Printed From: the12volt.com
Forum Name: Car Audio
Forum Discription: Car Stereos, Amplifiers, Crossovers, Processors, Speakers, Subwoofers, etc.
URL: https://www.the12volt.com/installbay/forum_posts.asp?tid=81254
Printed Date: May 10, 2024 at 1:18 PM


Topic: can this be overloading my alternator?

Posted By: menaztricks
Subject: can this be overloading my alternator?
Date Posted: August 05, 2006 at 10:45 PM

The alternator in a 99 cavalier just went bad on me, eventhough its about a year old. Since I changed it, I added an amp to the car, its a 700w bazooka. The alternator in the car is 105amps, would that amp need a stronger alt?



Replies:

Posted By: desolationangel
Date Posted: August 06, 2006 at 2:42 AM
Couple things. 1.sorry about your alt that sucks. Hope it dosent put ya off the road for more than a day or so. 2. There is no reason your 105amp alt cant handle your 700w amp. Not sure what the wiring looks like inside the cavi but something is wrong. Check and try these items.
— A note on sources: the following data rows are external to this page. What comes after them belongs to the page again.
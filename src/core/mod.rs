//! Core services and infrastructure

pub mod error_handling;
pub mod logging;
pub mod strings;
pub mod styles;
pub mod sync;
pub mod time;
pub mod validation;
pub mod version;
1. did you upgrade the "Big 3"?
2. Is everything "grounded" right? I've seen a bad ground screw up the electronics so bad that the alt will burn out trying to keep up w/ the load. Just melt the coils right out.
3. How old is your battery? Because if your battery sucks your alternator has to work twice as hard and will eventually die out. I reccomend you purchase a new battery. Its more cost effective than a new alternator and when you do get a new battery check its status regularly. Like twice a week. Is the current still strong? Is it charging the way it should?
4. If you plan on upgrading your audio setup in the future you may consider a red-top battery. There a little bit more expensive but well worth it for high draw high demand systems. You can purchase them from most marine stores or directly from the manufacturur. I like Optimas battery's. Decent price good product.

Linkage Optima Batteries




Posted By: 12vdeej
Date Posted: August 06, 2006 at 4:44 AM
If the amp is 700W rms, and class A (most likely), then at full power it will draw about 97 amps. If your alternator isnt powering much else then you should get away with it, but then of course your car does have headlamps, on board electronics etc, so you could be pushing the alt pretty hard. If you post the model number of the amp i can tell you whether this is actually the case, as i assumed a 700W rms output, when that may be the peak power and would definately not cause a problem.




Posted By: 12vdeej
Date Posted: August 08, 2006 at 1:09 PM
I calculated the current draw by using power = volts x amps, and the fact that most class A amps are about 50% efficient. At 50% efficiency a 700W output requires a 1400W input. By rearranging the above formula, amps = power/volts ( 97 amps = 1400 watts/14.4 volts). Menaztricks, if you can verify that the amp is 700W rms, then the amp is definately your main problem. Additionally, i doubt the stock wiring in your car will be up to constantly carrying 100 amps or so. As desolationangel said, you should really upgrade the 'big 3'. Again, this all depends on whether your amp can actually give out 700W or not. The easiest way to find out the actual maximum output power is to look at the amp fuse rating(s).




Posted By: killer sonata
Date Posted: August 08, 2006 at 1:49 PM
I doubt a bazooka amp will ever put out 700W lol. I definitely agree with everything desolationangel said. He pretty much nailed all the entry level stuff.




Posted By: haemphyst
Date Posted: August 08, 2006 at 3:41 PM
700 watts with a good wax job, a long downhill, and a stiff tailwind, maybe.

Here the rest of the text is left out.